An amazing amount of violence can happen in a few seconds. And a whole fight can be over in a fraction of a second.
Check this exchange out:
Click here if the embedding doesn't display well for you.
(Discussed further in my post Longsword Sport)
So resolving GURPS fights at the one-second scale make sense.
But at the same time, sometimes it seems too short.
I've occasionally noodled about the idea of just increasing GURPS combat turns to 3-5 seconds; perhaps a slight increase in actions allowed but more time to do them. This would potentially allow for more actions than just swinging and casting as fast as possible - and battles that last more than 10-12 seconds for "long" fight. That's not a crazy length for a brawl, but for large battles, it's oddly short. Too much happens in too short of a time, with no one hesitating to act because, thanks to the minutes each second takes to resolve, they have a near-perfect knowledge of the battlefield and the actions of everyone around them. Player decisions mitigate against this, but it's quite possible to have everyone on a single side act in perfect harmony with each other's actions. That's unrealistic, and how unrealistic it seems and feels is exacerbated (I'd say multiplied) by the speed at which it happens.

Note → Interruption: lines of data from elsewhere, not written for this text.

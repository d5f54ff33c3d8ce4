//! Bootstrap chain: bring replicas up one at a time.
//!
//! The first node starts a new cluster, restarts without the new-cluster
//! flag, then the second and third nodes join. Every step after the first
//! waits until the StatefulSet controller has acted on the spec change that
//! produced it, so readiness is never judged against the previous rollout.
//! No step completes before the StatefulSet asks for, and runs, the number
//! of nodes that step is about.

use galera_common::crd::{ClusterPhase, MariaDBClusterSpec, MariaDBClusterStatus};

use super::{Transition, WorkloadView};

/// Spec replica count a phase requires before it may complete
fn min_replicas_exclusive(phase: ClusterPhase) -> i32 {
    match phase {
        ClusterPhase::BootstrapSecond | ClusterPhase::BootstrapThird => 2,
        _ => 1,
    }
}

/// Nodes that must be desired and ready for a phase to complete
fn nodes_for_phase(phase: ClusterPhase) -> i32 {
    match phase {
        ClusterPhase::BootstrapSecond => 2,
        ClusterPhase::BootstrapThird => 3,
        _ => 1,
    }
}

pub(super) fn step(
    spec: &MariaDBClusterSpec,
    status: &MariaDBClusterStatus,
    workload: Option<&WorkloadView>,
) -> Transition {
    let Some(workload) = workload else {
        return Transition::wait(status, "server statefulset not observed");
    };
    if spec.replicas <= min_replicas_exclusive(status.phase) {
        return Transition::wait(status, "not enough replicas requested for this step");
    }
    // The first step has no earlier rollout to tell apart
    if status.phase != ClusterPhase::BootstrapFirst
        && !workload.is_updated(status.stateful_set_observed_generation)
    {
        return Transition::wait(status, "statefulset has not picked up the last change");
    }
    let nodes = nodes_for_phase(status.phase);
    if workload.desired_replicas < nodes || workload.ready_replicas < nodes {
        return Transition::wait(status, "bootstrap node not running yet");
    }
    if !workload.is_ready() {
        return Transition::wait(status, "statefulset not ready");
    }

    let mut next = status.clone();
    next.phase = status.phase.successor();
    next.stateful_set_observed_generation = workload.observed_generation;
    Transition::advance(next, status.phase)
}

That's where the issue lies, and it's very difficult for a game to do both well. One the one hand, a one-second time scale allows for realistic rates of fire, the flash of an exchange that leaves one combatant dead and the other living, and allows for rains of punches like you see finishing a TKO in an MMA fight or a YouTube video of some poor schlep starting a fight with a boxer. On the other hand, with a confused melee being resolved at a one-second scale you don't get the much more realistic overall length where a lot of time is spent in the OOD part of the OODA loop - Observing, Orienting, Deciding, and Acting. Instead that happens in the meta, and everyone acts tightly within an identical loop. No confusion, no mistake, and no error of observation or orientation, only of decision. Making turns longer wouldn't change that in the meta-sense, but it would change it in the overall time it takes. You'd gain back some overall time cost to battles, and gain the ability for reinforcements to realistically arrive (nonsense on a one-second scale, unless the reinforcements are only yards away), non-combat actions to occur ("Hold them off while I pick this lock!" - not likely when it'll take one minute, just do it after), and combat to feel realistically long. Yet to do so, as I noted, costs in the observed reality of how fast you can dump an enormous amount of violence onto a foe.
So GURPS has verisimilitude on the micro-scale of actions, but less so on the macro-scale of overall time for a battle to occur.